The turtles, it seems obvious, are a reference to my tortoise shell tattoo, which has been a continuous source of intrigue for my students over these first few months of teaching. (I made sure to wear a long-sleeve shirt to the first meeting of each of my classes -- gotta establish the teacher-student dynamic, dontchaknow -- but noticed that for the first few classes after I started wearing my sleeves rolled up, I could literally trace some of my students' eye movements as matched exactly the movement of my right forearm. Hilarious.) I can't remember if I've mentioned to these particular students the meaning behind my tattoo and why the desert tortoise, specifically (but also turtles in general) are my favorite animal, but either way, it was among the more sweet and thoughtful gifts I've ever received. I love my students. I love my students. I love my students.
The gift of a house pet, however, is a gift that comes with much responsibility, and after giving the issue some serious thought, I realized that I pretty much have my hands full caring for just one form of animal life (i.e. my own) and that at this point I'm not sure I could really take on two more. (The sight of these little guys in their little tank also unsettles me and makes me vaguely sad, but that is neither here nor there.) Anyway, it took me exactly twenty-four hours to find the turtles a new home -- my housemate Queeny, who teaches Chinese at an elementary school, is going to bring them to her kids to be their class pets. Adorable. And while it makes me kind of sad to see my turtles go, I know that what I appreciate most about having received them is the meaningful gesture from my students, and that's the part I plan to hold on to -- I don't need to keep two little animals in a cage to remind me of that. Besides, there's a classroom full of seven-year-olds who will be wanting their very first communal reptiles.
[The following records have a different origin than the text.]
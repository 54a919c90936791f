//! # Keyword Pulse
//!
//! Historical comparison of keyword-performance exports (search-console
//! style spreadsheets).
//!
//! Each export file becomes a snapshot for the period named in its file
//! name. Snapshots are ordered into a chronological series and can be
//! compared pairwise, tracked per keyword, and mined for opportunities.
//! The pure engine lives in [`keyword_pulse_core`]; this crate adds file
//! discovery, spreadsheet reading, configuration and the `kwp` CLI.
//!
//! ## Architecture
//!
//! ```text
//! ┌─────────────┐   ┌─────────────┐   ┌──────────────┐
//! │  Exports    │──▶│   Loader    │──▶│  Repository  │
//! │ CSV / XLSX  │   │ Normalize   │   │  by period   │
//! └─────────────┘   └─────────────┘   └──────┬───────┘
//!                                            │
//!                  ┌──────────────┬──────────┴───┐
//!                  ▼              ▼              ▼
//!            ┌──────────┐  ┌────────────┐  ┌──────────┐
//!            │ Compare  │  │ Opportunity│  │  Trend   │
//!            └──────────┘  └────────────┘  └──────────┘
//! ```
//!
//! ## Quick Start
//!
//! ```bash
//! kwp periods                       # what was found
//! kwp top --range 1-10 --limit 20   # latest snapshot
//! kwp compare                       # two latest periods
//! kwp compare --from 2025-10-01 --to 2025-11-01
//! kwp trend "rust tutorial"
//! kwp export compare --output changes.csv
//! ```
//!
//! ## Modules
//!
//! | Module | Purpose |
//! |--------|---------|
//! | [`config`] | TOML configuration parsing |
//! | [`connector_fs`] | Export file discovery |
//! | [`extract`] | CSV and XLSX readers |
//! | [`loader`] | File to snapshot |
//! | [`ingest`] | Repository assembly with skip-and-report |
//! | [`export`] | CSV / JSON serialization |
//! | [`compare_cmd`] | Period comparison and history |

pub mod compare_cmd;
pub mod config;
pub mod connector_fs;
pub mod export;
pub mod extract;
pub mod ingest;
pub mod loader;
pub mod opportunities;
pub mod periods;
pub mod stats;
pub mod top;
pub mod trend_cmd;
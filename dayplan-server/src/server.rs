//! HTTP/WebSocket gateway.
//!
//! A thin axum layer over the core: task routes map onto the
//! [`TaskStore`], the `/ws` endpoint registers subscribers with the
//! [`Broadcaster`], and every successful save publishes an
//! [`UpdateEvent`] for the changed key. The HTTP response is returned
//! independently of the broadcast outcome.

use std::sync::Arc;

use axum::Json;
use axum::extract::ws::{Message, WebSocket};
use axum::extract::{Path, State, WebSocketUpgrade};
use axum::http::StatusCode;
use axum::response::{IntoResponse, Response};
use axum::routing::get;
use futures_util::{SinkExt, StreamExt};
use tower_http::services::{ServeDir, ServeFile};

use dayplan_core::broadcast::{Broadcaster, Subscription, UpdateEvent};
use dayplan_core::codec;
use dayplan_core::store::{StoreError, TaskStore};
use dayplan_core::task::Task;

use crate::config::ServerConfig;
use crate::weather::{self, HourlyWeather, WeatherError};

/// Shared gateway state: the two process-lifetime singletons plus the
/// resolved directories.
pub struct AppState {
    /// Keyed file store for task lists.
    pub store: TaskStore,
    /// Registry of live-update subscribers.
    pub broadcaster: Broadcaster,
    weather_dir: std::path::PathBuf,
    static_dir: std::path::PathBuf,
}

impl AppState {
    /// Builds the gateway state from the resolved config.
    #[must_use]
    pub fn new(config: &ServerConfig) -> Self {
        Self {
            store: TaskStore::new(&config.data_dir),
            broadcaster: Broadcaster::new(),
            weather_dir: config.data_dir.join("weather"),
            static_dir: config.static_dir.clone(),
        }
    }
}

/// Gateway-level request errors and their HTTP mapping.
#[derive(Debug, thiserror::Error)]
enum ApiError {
    /// The request body failed validation before reaching the store.
    #[error("{0}")]
    Validation(String),

    /// The store rejected the operation.
    #[error(transparent)]
    Store(#[from] StoreError),

    /// Reading weather records failed.
    #[error(transparent)]
    Weather(#[from] WeatherError),
}

impl IntoResponse for ApiError {
    fn into_response(self) -> Response {
        let status = match &self {
            Self::Validation(_) | Self::Store(StoreError::InvalidKey(_)) => {
                StatusCode::BAD_REQUEST
            }
            Self::Store(_) | Self::Weather(_) => StatusCode::INTERNAL_SERVER_ERROR,
        };
        let message = self.to_string();
        if status.is_server_error() {
            tracing::error!(error = %message, "request failed");
        }
        (status, Json(serde_json::json!({ "error": message }))).into_response()
    }
}

/// Validates a request body before it reaches the store. The codec
/// assumes pre-validated fields, so this is the one place malformed
/// input is turned away with a 400.
fn validate_tasks(tasks: &[Task]) -> Result<(), ApiError> {
    for task in tasks {
        if !codec::is_valid_time(&task.time) {
            return Err(ApiError::Validation(format!(
                "invalid time format: {}",
                task.time
            )));
        }
        if task.name.is_empty() {
            return Err(ApiError::Validation("task name is required".to_string()));
        }
        if task.name.contains('\n') || task.name.contains('\r') {
            return Err(ApiError::Validation(
                "task name must not contain line breaks".to_string(),
            ));
        }
        if let Some(duration) = &task.duration
            && !codec::is_valid_duration(duration)
        {
            return Err(ApiError::Validation(format!(
                "invalid duration format: {duration}"
            )));
        }
    }
    Ok(())
}

async fn get_tasks(
    State(state): State<Arc<AppState>>,
    Path(date): Path<String>,
) -> Result<Json<Vec<Task>>, ApiError> {
    Ok(Json(state.store.get(&date).await?))
}

async fn save_tasks(
    State(state): State<Arc<AppState>>,
    Path(date): Path<String>,
    Json(tasks): Json<Vec<Task>>,
) -> Result<StatusCode, ApiError> {
    validate_tasks(&tasks)?;
    state.store.save(&date, tasks).await?;

    // Notify live subscribers; delivery is best-effort and does not
    // affect the response.
    state.broadcaster.publish(&UpdateEvent::new(&date)).await;

    Ok(StatusCode::NO_CONTENT)
}

async fn list_templates(
    State(state): State<Arc<AppState>>,
) -> Result<Json<Vec<String>>, ApiError> {
    Ok(Json(state.store.list_templates().await?))
}

async fn get_template(
    State(state): State<Arc<AppState>>,
    Path(name): Path<String>,
) -> Result<Json<Vec<Task>>, ApiError> {
    Ok(Json(state.store.get(&format!("templates/{name}")).await?))
}

async fn get_weather(
    State(state): State<Arc<AppState>>,
) -> Result<Json<Vec<HourlyWeather>>, ApiError> {
    let today = chrono::Local::now().format("%Y-%m-%d").to_string();
    Ok(Json(weather::read_for_date(&state.weather_dir, &today).await?))
}

/// axum handler that upgrades an HTTP request to a WebSocket
/// connection.
async fn ws_handler(
    ws: WebSocketUpgrade,
    State(state): State<Arc<AppState>>,
) -> impl IntoResponse {
    ws.on_upgrade(move |socket| handle_socket(socket, state))
}

/// Handles one live-update subscriber connection.
///
/// The connection lifecycle:
/// 1. Register with the broadcaster.
/// 2. A writer task forwards update events as JSON text frames.
/// 3. A reader task exists only to detect closure; inbound messages
///    from the client are ignored by this layer.
/// 4. When either side ends, the other is aborted and the subscriber
///    is unregistered.
async fn handle_socket(socket: WebSocket, state: Arc<AppState>) {
    let (mut ws_sender, mut ws_receiver) = socket.split();

    let Subscription { id, mut events } = state.broadcaster.subscribe().await;
    tracing::info!(subscriber = ?id, "live-update client connected");

    let mut write_task = tokio::spawn(async move {
        while let Some(event) = events.recv().await {
            let Ok(text) = serde_json::to_string(&event) else {
                continue;
            };
            if ws_sender.send(Message::Text(text.into())).await.is_err() {
                tracing::debug!("WebSocket write failed");
                break;
            }
        }
    });

    let mut read_task = tokio::spawn(async move {
        while let Some(Ok(msg)) = ws_receiver.next().await {
            if matches!(msg, Message::Close(_)) {
                break;
            }
        }
    });

    // Wait for either task to finish, then abort the other.
    tokio::select! {
        _ = &mut read_task => {
            write_task.abort();
        }
        _ = &mut write_task => {
            read_task.abort();
        }
    }

    state.broadcaster.unsubscribe(id).await;
    tracing::info!(subscriber = ?id, "live-update client disconnected");
}

/// Builds the gateway router: API routes, the WebSocket endpoint, and
/// the static web client as the fallback (`index.html` for unmatched
/// paths, SPA-style).
fn router(state: Arc<AppState>) -> axum::Router {
    let spa = ServeDir::new(&state.static_dir)
        .not_found_service(ServeFile::new(state.static_dir.join("index.html")));

    axum::Router::new()
        .route("/api/tasks/{date}", get(get_tasks).post(save_tasks))
        .route("/api/templates", get(list_templates))
        .route("/api/templates/{name}", get(get_template))
        .route("/api/weather", get(get_weather))
        .route("/ws", get(ws_handler))
        .fallback_service(spa)
        .with_state(state)
}

/// Starts the server on the given address and returns the bound
/// address and a join handle.
///
/// # Errors
///
/// Returns an error if the TCP listener cannot bind to the given
/// address.
pub async fn start_server(
    addr: &str,
    config: &ServerConfig,
) -> Result<
    (std::net::SocketAddr, tokio::task::JoinHandle<()>),
    Box<dyn std::error::Error + Send + Sync>,
> {
    start_server_with_state(addr, Arc::new(AppState::new(config))).await
}

/// Starts the server with a pre-built [`AppState`].
///
/// This is the primary entry point used by both `main.rs` and test
/// code.
///
/// # Errors
///
/// Returns an error if the TCP listener cannot bind to the given
/// address.
pub async fn start_server_with_state(
    addr: &str,
    state: Arc<AppState>,
) -> Result<
    (std::net::SocketAddr, tokio::task::JoinHandle<()>),
    Box<dyn std::error::Error + Send + Sync>,
> {
    let app = router(state);

    let listener = tokio::net::TcpListener::bind(addr).await?;
    let bound_addr = listener.local_addr()?;

    let handle = tokio::spawn(async move {
        if let Err(e) = axum::serve(listener, app).await {
            tracing::error!(error = %e, "server error");
        }
    });

    Ok((bound_addr, handle))
}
What is really special to me about turtles/tortoises -- and the idea that is behind my tattoo -- is the concept of home. The concept of carrying one's home on one's back is very sacred to me, and is, in my view, something to aspire to. To carry your home with you wherever you go means that you will always BE at home. And while I don't yet feel that Indonesia is home -- and, realistically, may not ever get to that point -- I do recognize and embrace that it is my home for now, because I am here. By virtue of being where I am, in other words, in a certain way, I'm home. At least, that's how I'm choosing to look at it.
And also, for the record, I have the best damn students in the whole damn school.